What the exercise asks >> Wherever a line in the records below contains "from", copy that line.

Given data >>
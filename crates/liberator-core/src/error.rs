//! Error taxonomy for the liberation pipeline
//!
//! Every component error is wrapped in [`LiberationError`] at the phase
//! boundary and classified into an [`ErrorKind`] for reporting.

use deploy_driver::DeployError;
use proprietary_scrub::ScrubError;
use repo_publisher::PublishError;
use schema_migrator::MigrationError;
use serde::{Deserialize, Serialize};

/// Failure classes reported on phase results.
#[derive(Debug, Clone, Copy, PartialEq, Eq, Hash, Serialize, Deserialize)]
#[serde(rename_all = "camelCase")]
pub enum ErrorKind {
    /// Bad or underscoped credential; terminal, no retry
    Auth,
    /// A remote resource could not be resolved
    NotFound,
    /// The resource already exists
    Conflict,
    /// Unclassified non-2xx or transport failure
    RemoteApi,
    /// Poll budget exhausted before a terminal state
    Indeterminate,
    /// Input rejected before any network call
    Validation,
}

#[derive(Debug, thiserror::Error)]
pub enum LiberationError {
    #[error("invalid request: {0}")]
    Validation(String),

    #[error("configuration error: {0}")]
    Config(String),

    #[error(transparent)]
    Scrub(#[from] ScrubError),

    #[error(transparent)]
    Publish(#[from] PublishError),

    #[error(transparent)]
    Migration(#[from] MigrationError),

    #[error(transparent)]
    Deploy(#[from] DeployError),
}

fn remote_kind(status: u16) -> ErrorKind {
    match status {
        401 | 403 => ErrorKind::Auth,
        404 => ErrorKind::NotFound,
        409 | 422 => ErrorKind::Conflict,
        _ => ErrorKind::RemoteApi,
    }
}

impl LiberationError {
    pub fn kind(&self) -> ErrorKind {
        match self {
            LiberationError::Validation(_) | LiberationError::Config(_) => ErrorKind::Validation,
            LiberationError::Scrub(_) => ErrorKind::Validation,
            LiberationError::Publish(err) => match err {
                PublishError::InvalidToken { .. } | PublishError::InsufficientScope { .. } => {
                    ErrorKind::Auth
                }
                PublishError::RemoteApi { status, .. } => remote_kind(*status),
                PublishError::NotFound(_) => ErrorKind::NotFound,
                PublishError::Validation(_) => ErrorKind::Validation,
                PublishError::Transport(_) | PublishError::Decode(_) => ErrorKind::RemoteApi,
            },
            LiberationError::Migration(err) => match err {
                MigrationError::Unauthorized { .. } => ErrorKind::Auth,
                MigrationError::Query { .. } => ErrorKind::RemoteApi,
                MigrationError::RemoteApi { status, .. } => remote_kind(*status),
                MigrationError::Validation(_) => ErrorKind::Validation,
                MigrationError::Transport(_) => ErrorKind::RemoteApi,
            },
            LiberationError::Deploy(err) => match err.root() {
                DeployError::InvalidToken { .. } | DeployError::PermissionDenied { .. } => {
                    ErrorKind::Auth
                }
                DeployError::ApiNotFound { .. } | DeployError::NotFound(_) => ErrorKind::NotFound,
                DeployError::RemoteApi { status, .. } => remote_kind(*status),
                DeployError::Validation(_) => ErrorKind::Validation,
                _ => ErrorKind::RemoteApi,
            },
        }
    }

    /// HTTP status reported on the phase result.
    pub fn http_status(&self) -> u16 {
        match self {
            LiberationError::Validation(_) | LiberationError::Scrub(_) => 400,
            LiberationError::Config(_) => 500,
            LiberationError::Publish(err) => err.http_status(),
            LiberationError::Migration(err) => err.http_status(),
            LiberationError::Deploy(err) => err.http_status(),
        }
    }
}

Task solution >>
    Scrub(#[from] ScrubError),
    Publish(#[from] PublishError),
    Migration(#[from] MigrationError),
    Deploy(#[from] DeployError),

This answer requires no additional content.